Arrêt du 8 juillet 2010
IIe Cour de droit social

Composition
MM. et Mme les Juges U. Meyer, Président,
Borella et Pfiffner Rauber.
Greffière: Mme Fretz.

Participants à la procédure
Office de l'assurance-invalidité pour le canton de Vaud, Avenue Général-Guisan
8, 1800 Vevey,
recourant,

contre

G.________,
représentée par la Fédération suisse pour l'intégration des handicapés,
intimée.

Objet
Assurance-invalidité,

recours contre le jugement de la Cour des assurances sociales du Tribunal
cantonal du canton de Vaud du 11 septembre 2009.

Faits:

A.
A.a G.________, coiffeuse et esthéticienne de formation, a déposé le 31 octobre
2006 une demande de prestations de l'assurance-invalidité, tendant à l'octroi
d'une rente.
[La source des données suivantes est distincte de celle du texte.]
//! Data models for discovered links, extracted articles and their analysis.
//!
//! This module defines the core data structures used throughout the application:
//! - [`Candidate`]: An article link found on a listing page, not yet fetched
//! - [`ArticleRecord`]: The structured fields extracted from one article page
//! - [`StoredArticle`]: An [`ArticleRecord`] as kept by the article store
//! - [`FetchOutcome`]: The per-candidate result of a scrape batch
//! - [`SentimentResult`]: The aggregate sentiment of an article body

use crate::error::FetchError;
use chrono::{DateTime, Utc};
use serde::{Deserialize, Serialize};
use std::fmt;
use uuid::Uuid;

/// Placeholder for category and date when the page does not carry them.
pub const UNKNOWN: &str = "Unknown";

/// An article link discovered on a listing page.
///
/// Candidates are identified by their normalized URL (scheme, host and path
/// only). The `tag` is empty for links found on the main listing page.
#[derive(Debug, Clone, PartialEq, Eq)]
pub struct Candidate {
    /// The anchor text, used as the article headline.
    pub title: String,
    /// Absolute URL with query and fragment removed.
    pub url: String,
    /// The topic tag whose listing page produced this link.
    pub tag: String,
}

/// A news article as extracted from its detail page.
///
/// `category` and `published_date` fall back to [`UNKNOWN`] and `content`
/// is empty when the page lacks a story body.
#[derive(Debug, Clone, PartialEq, Deserialize, Serialize)]
pub struct ArticleRecord {
    /// The headline, carried over from the [`Candidate`] title.
    pub name: String,
    pub url: String,
    pub category: String,
    pub published_date: String,
    /// Body paragraphs joined by single spaces.
    pub content: String,
    pub tag: String,
}

/// An [`ArticleRecord`] with the identity assigned by the store.
///
/// The `id` is generated the first time a headline is inserted and survives
/// later upserts of the same headline.
#[derive(Debug, Clone, PartialEq, Deserialize, Serialize)]
pub struct StoredArticle {
    pub id: Uuid,
    pub scraped_at: DateTime<Utc>,
    #[serde(flatten)]
    pub article: ArticleRecord,
}

/// Why a candidate produced no [`ArticleRecord`].
#[derive(Debug, Clone, PartialEq)]
pub enum SkipReason {
    /// The anchor carried no usable href.
    MissingUrl,
    /// The detail request failed, timed out or returned a non-2xx status.
    Fetch(FetchError),
}

impl fmt::Display for SkipReason {
    fn fmt(&self, f: &mut fmt::Formatter<'_>) -> fmt::Result {
        match self {
            SkipReason::MissingUrl => write!(f, "candidate has no url"),
            SkipReason::Fetch(e) => write!(f, "{e}"),
        }
    }
}

/// The result of fetching and extracting one candidate.
#[derive(Debug, Clone, PartialEq)]
pub enum FetchOutcome {
    Fetched(ArticleRecord),
    Skipped { url: String, reason: SkipReason },
}

/// Everything a scrape batch produced, split into records and skips.
#[derive(Debug, Default)]
pub struct BatchReport {
    pub records: Vec<ArticleRecord>,
    pub skipped: Vec<(String, SkipReason)>,
}

impl BatchReport {
    pub fn total(&self) -> usize {
        self.records.len() + self.skipped.len()
    }
}

impl FromIterator<FetchOutcome> for BatchReport {
    fn from_iter<I: IntoIterator<Item = FetchOutcome>>(iter: I) -> Self {
        let mut report = BatchReport::default();
        for outcome in iter {
            match outcome {
                FetchOutcome::Fetched(record) => report.records.push(record),
                FetchOutcome::Skipped { url, reason } => report.skipped.push((url, reason)),
            }
        }
        report
    }
}

/// Polarity label for a sentence or a whole article.
#[derive(Debug, Clone, Copy, PartialEq, Eq, Deserialize, Serialize)]
#[serde(rename_all = "UPPERCASE")]
pub enum Sentiment {
    Positive,
    Negative,
    Neutral,
}

impl Sentiment {
    /// Classify an aggregate score: zero is neutral, otherwise the sign decides.
    pub fn from_sum(sum: f64) -> Self {
        if sum == 0.0 {
            Sentiment::Neutral
        } else if sum > 0.0 {
            Sentiment::Positive
        } else {
            Sentiment::Negative
        }
    }
}

/// Aggregate sentiment of an article body.
#[derive(Debug, Clone, Copy, PartialEq, Deserialize, Serialize)]
pub struct SentimentResult {
    /// Sum of the per-sentence compound scores. Not divided by the count.
    pub weighted_sum: f64,
    pub overall_sentiment: Sentiment,
}

impl SentimentResult {
    pub fn neutral() -> Self {
        SentimentResult {
            weighted_sum: 0.0,
            overall_sentiment: Sentiment::Neutral,
        }
    }
}

#[cfg(test)]
mod tests {
    use super::*;

    fn record(name: &str) -> ArticleRecord {
        ArticleRecord {
            name: name.to_string(),
            url: format!("https://www.thestar.com.my/news/nation/{name}"),
            category: "Nation".to_string(),
            published_date: "Monday, 16 Feb 2026".to_string(),
            content: "Body".to_string(),
            tag: String::new(),
        }
    }

    #[test]
    fn test_sentiment_from_sum() {
        assert_eq!(Sentiment::from_sum(0.0), Sentiment::Neutral);
        assert_eq!(Sentiment::from_sum(-0.0), Sentiment::Neutral);
        assert_eq!(Sentiment::from_sum(0.6), Sentiment::Positive);
        assert_eq!(Sentiment::from_sum(-0.01), Sentiment::Negative);
    }

    #[test]
    fn test_sentiment_result_serialization() {
        let result = SentimentResult {
            weighted_sum: 0.6,
            overall_sentiment: Sentiment::Positive,
        };
        let json = serde_json::to_string(&result).unwrap();
        assert_eq!(json, r#"{"weighted_sum":0.6,"overall_sentiment":"POSITIVE"}"#);
    }

    #[test]
    fn test_stored_article_flattens_record() {
        let stored = StoredArticle {
            id: Uuid::nil(),
            scraped_at: DateTime::parse_from_rfc3339("2026-02-16T08:00:00Z")
                .unwrap()
                .with_timezone(&Utc),
            article: record("flood-warning"),
        };

        let value = serde_json::to_value(&stored).unwrap();
        assert_eq!(value["name"], "flood-warning");
        assert_eq!(value["category"], "Nation");
        assert_eq!(value["id"], "00000000-0000-0000-0000-000000000000");

        let back: StoredArticle = serde_json::from_value(value).unwrap();
        assert_eq!(back, stored);
    }

    #[test]
    fn test_batch_report_from_outcomes() {
        let report: BatchReport = vec![
            FetchOutcome::Fetched(record("a")),
            FetchOutcome::Skipped {
                url: "https://www.thestar.com.my/news/x".to_string(),
                reason: SkipReason::MissingUrl,
            },
            FetchOutcome::Fetched(record("b")),
        ]
        .into_iter()
        .collect();

        assert_eq!(report.records.len(), 2);
        assert_eq!(report.skipped.len(), 1);
        assert_eq!(report.total(), 3);
    }
}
Il résulte des pièces versées au dossier qu'elle a été mise en
incapacité de travail dès le 8 décembre 2005 pour cause d'état inflammatoire
acromio-claviculaire et liquide dans la bourse SASD. L'intéressée a par
ailleurs été victime d'une agression par l'ami de sa fille en décembre 2005,
avec commotion cérébrale, plaie du cuir chevelu et contusion de la main droite,
ayant en outre décompensé psychiquement la victime.
Dans un questionnaire pour l'employeur, complété le 27 décembre 2006,
l'entreprise X.________ Sàrl a indiqué que l'intéressée avait travaillé à son
service en tant qu'ouvrière polyvalente dans la collecte d'habits usagés à
plein temps jusqu'au 8 décembre 2005 (dernier jour de travail effectif) et
réalisé de ce chef un revenu mensuel brut de 3'200 fr.; le contrat de travail
avait été résilié par l'employeur avec effet au 30 juin 2006, en raison d'un
rendement insuffisant.
L'Office AI pour le canton de Vaud (ci-après: l'OAI) a recueilli l'avis du
docteur F.________, généraliste, lequel a fait état, dans un rapport du 4
janvier 2007, d'un probable syndrome post-traumatique en voie de chronification
avec céphalées, d'un épisode dépressif de sévérité moyenne, d'un probable
trouble du comportement, d'une inflammation acromio-claviculaire droite, d'une
gonarthrose bilatérale et d'un trouble douloureux chronique en voie
d'installation. Selon ce praticien, la capacité de travail résiduelle de
l'assurée s'élevait à 50 % dans son activité habituelle d'esthéticienne comme
dans toute autre activité adaptée à ses atteintes, telle qu'ouvrière
polyvalente, à compter du 1er janvier 2007. Annexé à ce rapport se trouvait un
autre rapport établi le 13 mars 2006 à l'attention du docteur F.________ par le
docteur W.________, spécialiste FMH en neurologie. Ce dernier a posé le
diagnostic de probable syndrome post-traumatique en voie de chronification avec
céphalées, troubles de la mémoire et de la concentration. Il a également fait
état du fait que l'assurée semblait déprimée et angoissée. Il ne s'est pas
prononcé sur la capacité de travail résiduelle de cette dernière.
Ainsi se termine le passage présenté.